#### [TASK]
Copy the lines below that contain "unix".

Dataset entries
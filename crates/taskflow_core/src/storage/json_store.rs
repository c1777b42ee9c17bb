use crate::dates;
use crate::error::AppError;
use crate::model::Task;
use serde::{Deserialize, Serialize};
use std::path::{Path, PathBuf};

pub const SCHEMA_VERSION: u32 = 1;
const STORE_FILE_NAME: &str = "tasks.json";
const STORE_ENV_VAR: &str = "TASKFLOW_STORE_PATH";

#[derive(Debug, Serialize, Deserialize)]
struct StoredTasks {
    schema_version: u32,
    tasks: Vec<Task>,
}

pub fn store_path() -> Result<PathBuf, AppError> {
    if let Ok(path) = std::env::var(STORE_ENV_VAR)
        && !path.trim().is_empty()
    {
        return Ok(PathBuf::from(path));
    }

    Ok(config_dir()?.join(STORE_FILE_NAME))
}

pub fn config_dir() -> Result<PathBuf, AppError> {
    if cfg!(windows) {
        let appdata =
            std::env::var("APPDATA").map_err(|_| AppError::invalid_data("APPDATA is not set"))?;
        Ok(PathBuf::from(appdata).join("taskflow"))
    } else {
        let home = std::env::var("HOME").map_err(|_| AppError::invalid_data("HOME is not set"))?;
        Ok(PathBuf::from(home).join(".config").join("taskflow"))
    }
}

/// Loads and normalizes the task list. Records with missing optional fields
/// come back fully defaulted; an absent file is an empty store.
pub fn load_tasks(path: &Path) -> Result<Vec<Task>, AppError> {
    if !path.exists() {
        return Ok(Vec::new());
    }

    let content = std::fs::read_to_string(path).map_err(|err| AppError::io(err.to_string()))?;
    let stored: StoredTasks =
        serde_json::from_str(&content).map_err(|err| AppError::invalid_data(err.to_string()))?;

    if !(1..=SCHEMA_VERSION).contains(&stored.schema_version) {
        return Err(AppError::invalid_data("schema_version mismatch"));
    }

    let now = dates::now_rfc3339()?;
    let mut tasks = stored.tasks;
    for task in &mut tasks {
        task.normalize(&now);
    }

    Ok(tasks)
}

pub fn save_tasks(path: &Path, tasks: &[Task]) -> Result<(), AppError> {
    if let Some(parent) = path.parent() {
        std::fs::create_dir_all(parent).map_err(|err| AppError::io(err.to_string()))?;
    }

    let stored = StoredTasks {
        schema_version: SCHEMA_VERSION,
        tasks: tasks.to_vec(),
    };
    let content = serde_json::to_string_pretty(&stored)
        .map_err(|err| AppError::invalid_data(err.to_string()))?;
    std::fs::write(path, content).map_err(|err| AppError::io(err.to_string()))?;

    #[cfg(unix)]
    {
        use std::os::unix::fs::PermissionsExt;
        let permissions = std::fs::Permissions::from_mode(0o600);
        std::fs::set_permissions(path, permissions).map_err(|err| AppError::io(err.to_string()))?;
    }

    Ok(())
}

#### [ANSWER SECTION]
    #[cfg(unix)]
        use std::os::unix::fs::PermissionsExt;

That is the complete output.